Paladino testified, though, because the misrepresented and misquoted deposition testimony sunk him. Thus, Paladino had a classic Hobson's choice -- Let the misrepresented testimony go unchallenged, or take the stand.
Was his Fifth Amendment protection against being compelled to testify violated? No. Wrote Judge Posner:
[T]he Supreme Court has held that there is no compulsion in such a case, since the defendant has the option of refusing to testify and instead, if he is convicted, of obtaining appellate correction of the erroneous evidentiary ruling and with it a new trial.
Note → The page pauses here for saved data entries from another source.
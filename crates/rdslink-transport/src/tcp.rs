//! Raw TCP link to an RDS encoder's LAN command port.
//!
//! Encoders with an Ethernet port accept the same ASCII command set on a
//! plain TCP socket that they accept on their serial port. There is no
//! login or banner: once the handshake completes the encoder is listening
//! for `TEXT=` and `RT+TAG=` lines.
//!
//! [`TcpConnector`] is what the encoder link holds. It dials a fresh
//! [`TcpTransport`] on startup and again after every fault.
//!
//! ```no_run
//! use rdslink_core::transport::Transport;
//! use rdslink_transport::TcpTransport;
//! use std::time::Duration;
//!
//! # async fn example() -> rdslink_core::Result<()> {
//! let mut link = TcpTransport::connect("192.168.1.50:5000").await?;
//! link.send(b"TEXT=HELLO\r\n").await?;
//!
//! let mut reply = [0u8; 16];
//! let n = link.receive(&mut reply, Duration::from_secs(5)).await?;
//! assert_eq!(&reply[..n], b"OK\r\n");
//! # Ok(())
//! # }
//! ```

use std::io::ErrorKind;
use std::time::Duration;

use async_trait::async_trait;
use rdslink_core::error::{Error, Result};
use rdslink_core::transport::{Connector, Transport};
use tokio::io::{AsyncReadExt, AsyncWriteExt};
use tokio::net::TcpStream;
use tracing::{debug, info, trace, warn};

/// How long a dial may take before the attempt counts as failed.
pub const DEFAULT_CONNECT_TIMEOUT: Duration = Duration::from_secs(5);

/// An open socket to the encoder.
#[derive(Debug)]
pub struct TcpTransport {
    stream: Option<TcpStream>,
    peer: String,
}

impl TcpTransport {
    /// Dial `host:port` with [`DEFAULT_CONNECT_TIMEOUT`].
    pub async fn connect(peer: &str) -> Result<Self> {
        Self::connect_with_timeout(peer, DEFAULT_CONNECT_TIMEOUT).await
    }

    /// Dial `host:port`, giving up after `limit`.
    pub async fn connect_with_timeout(peer: &str, limit: Duration) -> Result<Self> {
        debug!(%peer, limit_ms = limit.as_millis() as u64, "Dialing encoder");

        let stream = match tokio::time::timeout(limit, TcpStream::connect(peer)).await {
            Err(_) => {
                warn!(%peer, "Encoder did not answer the TCP handshake in time");
                return Err(Error::Timeout);
            }
            Ok(Err(e)) => {
                warn!(%peer, error = %e, "Encoder dial failed");
                return Err(dial_error(e, peer));
            }
            Ok(Ok(stream)) => stream,
        };

        // Each command is a single short line.
        if let Err(e) = stream.set_nodelay(true) {
            debug!(%peer, error = %e, "TCP_NODELAY not applied");
        }

        info!(%peer, "Encoder socket open");
        Ok(Self::from_stream(stream, peer.to_string()))
    }

    /// Adopt a socket that is already connected, e.g. one accepted by a
    /// listener in a test.
    pub fn from_stream(stream: TcpStream, peer: String) -> Self {
        Self {
            stream: Some(stream),
            peer,
        }
    }

    /// The `host:port` this socket was opened to.
    pub fn peer(&self) -> &str {
        &self.peer
    }

    fn stream(&mut self) -> Result<&mut TcpStream> {
        self.stream.as_mut().ok_or(Error::NotConnected)
    }
}

#[async_trait]
impl Transport for TcpTransport {
    async fn send(&mut self, data: &[u8]) -> Result<()> {
        trace!(peer = %self.peer, line = %String::from_utf8_lossy(data).trim_end(), ">>");
        let stream = self.stream()?;
        stream.write_all(data).await.map_err(wire_error)?;
        stream.flush().await.map_err(wire_error)
    }

    async fn receive(&mut self, buf: &mut [u8], timeout: Duration) -> Result<usize> {
        let stream = self.stream()?;
        let n = match tokio::time::timeout(timeout, stream.read(buf)).await {
            Err(_) => return Err(Error::Timeout),
            Ok(read) => read.map_err(wire_error)?,
        };
        if n == 0 {
            warn!(peer = %self.peer, "Encoder closed the socket");
            return Err(Error::ConnectionLost);
        }
        trace!(peer = %self.peer, bytes = %String::from_utf8_lossy(&buf[..n]).trim_end(), "<<");
        Ok(n)
    }

    async fn close(&mut self) -> Result<()> {
        let Some(mut stream) = self.stream.take() else {
            return Ok(());
        };
        // The encoder may already be gone; a failed FIN changes nothing.
        if let Err(e) = stream.shutdown().await {
            debug!(peer = %self.peer, error = %e, "Socket shutdown reported an error");
        }
        info!(peer = %self.peer, "Encoder socket closed");
        Ok(())
    }

    fn is_connected(&self) -> bool {
        self.stream.is_some()
    }
}

/// Dials a new [`TcpTransport`] to one fixed encoder on every call.
#[derive(Debug, Clone)]
pub struct TcpConnector {
    peer: String,
    connect_timeout: Duration,
}

impl TcpConnector {
    pub fn new(host: &str, port: u16) -> Self {
        Self {
            peer: format!("{host}:{port}"),
            connect_timeout: DEFAULT_CONNECT_TIMEOUT,
        }
    }

    pub fn connect_timeout(mut self, limit: Duration) -> Self {
        self.connect_timeout = limit;
        self
    }
}

#[async_trait]
impl Connector for TcpConnector {
    async fn connect(&self) -> Result<Box<dyn Transport>> {
        let link = TcpTransport::connect_with_timeout(&self.peer, self.connect_timeout).await?;
        Ok(Box::new(link))
    }

    fn endpoint(&self) -> String {
        self.peer.clone()
    }
}

fn dial_error(e: std::io::Error, peer: &str) -> Error {
    if e.kind() == ErrorKind::ConnectionRefused {
        Error::Transport(format!("connection refused: {peer}"))
    } else {
        Error::Io(e)
    }
}

/// Errors that mean the socket is dead become [`Error::ConnectionLost`].
fn wire_error(e: std::io::Error) -> Error {
    match e.kind() {
        ErrorKind::ConnectionReset
        | ErrorKind::ConnectionAborted
        | ErrorKind::BrokenPipe
        | ErrorKind::NotConnected
        | ErrorKind::UnexpectedEof => Error::ConnectionLost,
        _ => Error::Io(e),
    }
}

#[cfg(test)]
mod tests {
    use super::*;
    use tokio::io::{AsyncBufReadExt, BufReader};
    use tokio::net::TcpListener;

    async fn local_encoder() -> (TcpListener, String) {
        let listener = TcpListener::bind("127.0.0.1:0").await.unwrap();
        let peer = listener.local_addr().unwrap().to_string();
        (listener, peer)
    }

    #[tokio::test]
    async fn text_line_is_delivered_and_ok_read_back() {
        let (listener, peer) = local_encoder().await;
        let encoder = tokio::spawn(async move {
            let (socket, _) = listener.accept().await.unwrap();
            let mut lines = BufReader::new(socket);
            let mut line = String::new();
            lines.read_line(&mut line).await.unwrap();
            lines.get_mut().write_all(b"OK\r\n").await.unwrap();
            line
        });

        let mut link = TcpTransport::connect(&peer).await.unwrap();
        assert!(link.is_connected());
        assert_eq!(link.peer(), peer);
        link.send(b"TEXT=OWL CITY - FIREFLIES\r\n").await.unwrap();

        let mut reply = [0u8; 16];
        let n = link.receive(&mut reply, Duration::from_secs(2)).await.unwrap();
        assert_eq!(&reply[..n], b"OK\r\n");
        assert_eq!(encoder.await.unwrap(), "TEXT=OWL CITY - FIREFLIES\r\n");
        link.close().await.unwrap();
    }

    #[tokio::test]
    async fn refused_dial_names_the_peer() {
        let (listener, peer) = local_encoder().await;
        drop(listener);

        match TcpTransport::connect(&peer).await {
            Err(Error::Transport(msg)) => assert!(msg.contains(&peer), "{msg}"),
            other => panic!("expected a refused dial, got {other:?}"),
        }
    }

    #[tokio::test]
    async fn silent_encoder_times_out() {
        let (listener, peer) = local_encoder().await;
        let encoder = tokio::spawn(async move {
            let _socket = listener.accept().await.unwrap();
            tokio::time::sleep(Duration::from_secs(5)).await;
        });

        let mut link = TcpTransport::connect(&peer).await.unwrap();
        let mut reply = [0u8; 8];
        let result = link.receive(&mut reply, Duration::from_millis(100)).await;
        assert!(matches!(result, Err(Error::Timeout)));
        encoder.abort();
    }

    #[tokio::test]
    async fn hangup_is_connection_lost() {
        let (listener, peer) = local_encoder().await;
        let encoder = tokio::spawn(async move {
            let (socket, _) = listener.accept().await.unwrap();
            drop(socket);
        });

        let mut link = TcpTransport::connect(&peer).await.unwrap();
        encoder.await.unwrap();

        let mut reply = [0u8; 8];
        let result = link.receive(&mut reply, Duration::from_secs(2)).await;
        assert!(matches!(result, Err(Error::ConnectionLost)), "{result:?}");
    }

    #[tokio::test]
    async fn closed_socket_refuses_io_and_closes_twice() {
        let (listener, peer) = local_encoder().await;
        let encoder = tokio::spawn(async move {
            let _socket = listener.accept().await.unwrap();
            tokio::time::sleep(Duration::from_secs(5)).await;
        });

        let mut link = TcpTransport::connect(&peer).await.unwrap();
        link.close().await.unwrap();
        assert!(!link.is_connected());
        assert!(matches!(link.send(b"TEXT=X\r\n").await, Err(Error::NotConnected)));
        link.close().await.unwrap();
        encoder.abort();
    }

    #[tokio::test]
    async fn connector_dials_a_new_socket_each_time() {
        let (listener, peer) = local_encoder().await;
        let port: u16 = peer.rsplit(':').next().unwrap().parse().unwrap();
        let encoder = tokio::spawn(async move {
            for _ in 0..2 {
                let _socket = listener.accept().await.unwrap();
            }
        });

        let connector = TcpConnector::new("127.0.0.1", port).connect_timeout(Duration::from_secs(1));
        assert_eq!(connector.endpoint(), peer);

        let first = connector.connect().await.unwrap();
        let second = connector.connect().await.unwrap();
        assert!(first.is_connected() && second.is_connected());
        encoder.await.unwrap();
    }
}
// ---------------------------------------------------------------------------
// Notifier
// ---------------------------------------------------------------------------

/// Non-blocking front end for the notification task.
#[derive(Debug, Clone)]
pub struct Notifier {
    tx: Option<mpsc::Sender<Notification>>,
}

impl Notifier {
    /// Start the delivery task with the given sinks and queue capacity.
    ///
    /// The task ends once every `Notifier` clone is dropped and the queue is
    /// drained, so awaiting the handle flushes pending notifications.
    pub fn spawn(
        sinks: Vec<Arc<dyn NotificationSink>>,
        capacity: usize,
    ) -> (Notifier, JoinHandle<()>) {
        let (tx, mut rx) = mpsc::channel::<Notification>(capacity.max(1));
        let task = tokio::spawn(async move {
            while let Some(notification) = rx.recv().await {
                for sink in &sinks {
                    if let Err(e) = sink.send(&notification).await {
                        tracing::error!(sink = sink.name(), error = %e, "Notification delivery failed");
                    }
                }
            }
            tracing::debug!("Notification task exiting");
        });
        (Notifier { tx: Some(tx) }, task)
    }

    /// A notifier that discards everything.
    pub fn disabled() -> Self {
        Notifier { tx: None }
    }

    /// Queue `notification` without waiting. Returns whether it was queued.
    pub fn notify(&self, notification: Notification) -> bool {
        let Some(tx) = &self.tx else {
            return false;
        };
        match tx.try_send(notification) {
            Ok(()) => true,
            Err(mpsc::error::TrySendError::Full(n)) => {
                tracing::warn!(original = %n.original, "Notification queue full, dropping");
                false
            }
            Err(mpsc::error::TrySendError::Closed(_)) => {
                tracing::warn!("Notification task has stopped");
                false
            }
        }
    }
}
The specific evidentiary error in Luce was improper impeachment with a prior conviction, but the principle is the same: [In Luce the Court wrote] “to raise and preserve for review the claim of improper impeachment with a prior conviction, a defendant must testify, for “claim of improper impeachment with a prior conviction” read “claim of violation of Rule 106.”
Paladino at *8 (citations omitted). Ouch. Judge Posner recognized
This rule puts the defendant to a hard tactical choice. But the alternative would be to give him two bites at the apple: testify, and try to win an acquittal; if that fails, appeal and get a new trial on the basis of the judge’s ruling. The Supreme Court prefers the first of these unsatisfactory resolutions to the second, and we are bound.
UPDATE [3/28/2005]: More Luce madness. Today the Eighth Circuit wrote in United States v. Mooney:
Mooney also argues that the district court abused its discretion by denying his
motion in limine. Before trial he asked the court to rule that his 1986 state tax
conviction could not be used to impeach him if he were to testify. The court's denial
of the motion caused him not to testify he says, because he feared he would be
prejudiced by mention of his conviction in front of the jury. A trial court's
evidentiary rulings are generally reviewed for abuse of discretion, see, e.g., United
States v. King, 351 F.3d 859, 864 (8th Cir. 2003), but Mooney's issue is unreviewable
because he did not testify. See Luce v. United States, 469 U.S. 38, 43 (1984).